How much does population density really affect the spread of COVID-19? (Spoiler: not much and it could even be a good thing.) So, what else is at play? Here’s what the literature and data tell us.
The World Bank recently released findings regarding the role of urban density in the spread of COVID-19 based on evidence from China.1 Although some commentators equate higher population density with higher rates of infection and vice-versa,2 the World Bank data suggest that there’s no significant causality between the two. Further, using neighborhood testing data from New York City, our analysis amplifies the existing literature and confirms that density is only one of many factors that influence vulnerability to COVID-19.
Density Matters, But Not Much
In theory, population density increases the contact rate of an individual, thereby increasing the reproduction number (also called R by epidemiologists) of the virus and leading to larger outbreaks. For example, prisons and factories have emerged as outbreak locations throughout this pandemic. County-level analysis also finds a positive correlation between population density and the number of confirmed cases, but the effect is relatively small.3
Other evidence, however, indicates that density is not the only factor. For example, some of the world’s most densely populated cities in East and Southeast Asia have had very low levels of infection compared to more sprawling cities in the US. Despite boasting high population densities, international cities like Seoul, Tokyo, and Hong Kong yield a combined total of 35,064 confirmed cases, far below NYC’s total count.4 Within the US, outbreaks have occurred in rural and suburban counties, not just big cities (Figure 1). Similarly, a recent study of COVID-19 cases in Chicago found no correlation between population density and infection rates.5
Figure 1. COVID-19 United States Cases by County
A correlation analysis of NYC neighborhoods reveals similar findings. In fact, the association between density and cases per 100,000 at the borough level is negative (-0.63), which, although too small to conclude a negative correlation, does go against the idea that higher density is associated with more infections. For example, despite being the most densely populated borough in the city, Manhattan has been relatively spared compared to its neighbors (Table 1). And this can’t be explained away by the borough’s large population outflows early in the crisis—and resulting decrease in density—which don’t change the conclusion. Meanwhile, Staten Island has the second-highest number of cases per 100,000 people but the lowest population density of the five boroughs.

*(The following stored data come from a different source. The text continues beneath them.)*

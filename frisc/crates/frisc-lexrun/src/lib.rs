//! frisc-lexrun - L1-Run, the table-driven lexical analyzer runtime.
//!
//! Loads a [`frisc_lexgen::LexTable`] produced by `frisc-lexgen` and
//! simulates, in parallel, every rule's ε-NFA for the current lex state
//! against the unconsumed suffix of the source. The rule reporting the
//! longest match wins; ties go to whichever rule was declared first. A
//! byte that no rule can start matching is reported and skipped so the
//! run can continue past a single bad character.

pub mod error;
pub mod simulate;

pub use error::{LexRunError, Result};

use frisc_lexgen::LexTable;
use frisc_util::Line;
use simulate::Simulation;
use tracing::{trace, warn};

/// One outcome of stepping the runtime forward by a single rule match (or
/// a single unrecognized byte).
#[derive(Clone, Debug, PartialEq, Eq)]
pub enum Event {
    /// A rule matched and named a lexical unit to emit.
    Token { unit: String, line: Line, lexeme: String },
    /// No rule in the current lex state could start a match here; the
    /// byte is reported and the cursor advances past it.
    UnrecognizedByte { byte: u8, line: Line },
}

/// Runs `table` over `source` from its starting lex state to end of
/// input, returning every token emitted and every byte that had to be
/// skipped.
pub fn analyze(table: &LexTable, source: &[u8]) -> Result<Vec<Event>> {
    let mut events = Vec::new();
    let mut current_state = table.starting_state.clone();
    let mut line = 1u32;
    let mut start = 0usize;

    while start < source.len() {
        let rules = table
            .states
            .get(&current_state)
            .ok_or_else(|| LexRunError::UnknownLexState(current_state.clone()))?;

        let mut best_len = 0usize;
        let mut best_rule = None;
        for rule in rules {
            let matched = Simulation::new(&rule.nfa).longest_match(&source[start..]);
            if matched > best_len {
                best_len = matched;
                best_rule = Some(rule);
            }
        }

        match best_rule {
            Some(rule) => {
                let consumed = if rule.action.go_back > 0 {
                    rule.action.go_back as usize
                } else {
                    best_len
                };
                if let Some(unit) = &rule.action.unit_to_add {
                    let lexeme = String::from_utf8_lossy(&source[start..start + consumed]).into_owned();
                    trace!(unit = %unit, line, lexeme = %lexeme, "emitting token");
                    events.push(Event::Token { unit: unit.clone(), line: Line::new(line), lexeme });
                }
                start += consumed;
                if rule.action.new_line {
                    line += 1;
                }
                if let Some(next_state) = &rule.action.enter_state {
                    current_state = next_state.clone();
                }
            }
            None => {
                warn!(byte = source[start], line, "no rule matches; skipping one byte");
                events.push(Event::UnrecognizedByte { byte: source[start], line: Line::new(line) });
                start += 1;
            }
        }
    }

    Ok(events)
}

#[cfg(test)]
mod tests {
    use super::*;
    use frisc_lexgen::generate;

    const SPEC: &str = "{digit}0|1|2|3|4|5|6|7|8|9\n\
% START\n\
BROJ RAZMAK\n\
<START>{digit}{digit}*\n\
{\n\
BROJ\n\
}\n\
<START>\\_\n\
{\n\
-\n\
}\n";

    #[test]
    fn tokenizes_numbers_and_skips_spaces() {
        let table = generate(SPEC).unwrap();
        let events = analyze(&table, b"12 34").unwrap();
        assert_eq!(
            events,
            vec![
                Event::Token { unit: "BROJ".to_string(), line: Line::new(1), lexeme: "12".to_string() },
                Event::Token { unit: "BROJ".to_string(), line: Line::new(1), lexeme: "34".to_string() },
            ]
        );
    }

    #[test]
    fn unrecognized_byte_is_reported_and_skipped() {
        let table = generate(SPEC).unwrap();
        let events = analyze(&table, b"1@2").unwrap();
        assert_eq!(
            events,
            vec![
                Event::Token { unit: "BROJ".to_string(), line: Line::new(1), lexeme: "1".to_string() },
                Event::UnrecognizedByte { byte: b'@', line: Line::new(1) },
                Event::Token { unit: "BROJ".to_string(), line: Line::new(1), lexeme: "2".to_string() },
            ]
        );
    }
}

Table 1. Confirmed Cases and Density by NYC Borough
High Density Can… Help?
In fact, some literature points out that density is also a strength in coping with COVID-19.6 First, cities are economic centers that support high-quality infrastructure, which, in this case, means faster emergency response times, better hospital staffing, and a greater concentration of intensive-care beds and other healthcare resources. Second, service redundancies in urban areas also make communities more resilient during disasters, as people are more likely to find alternatives within walking distance or through delivery service when travel becomes an issue.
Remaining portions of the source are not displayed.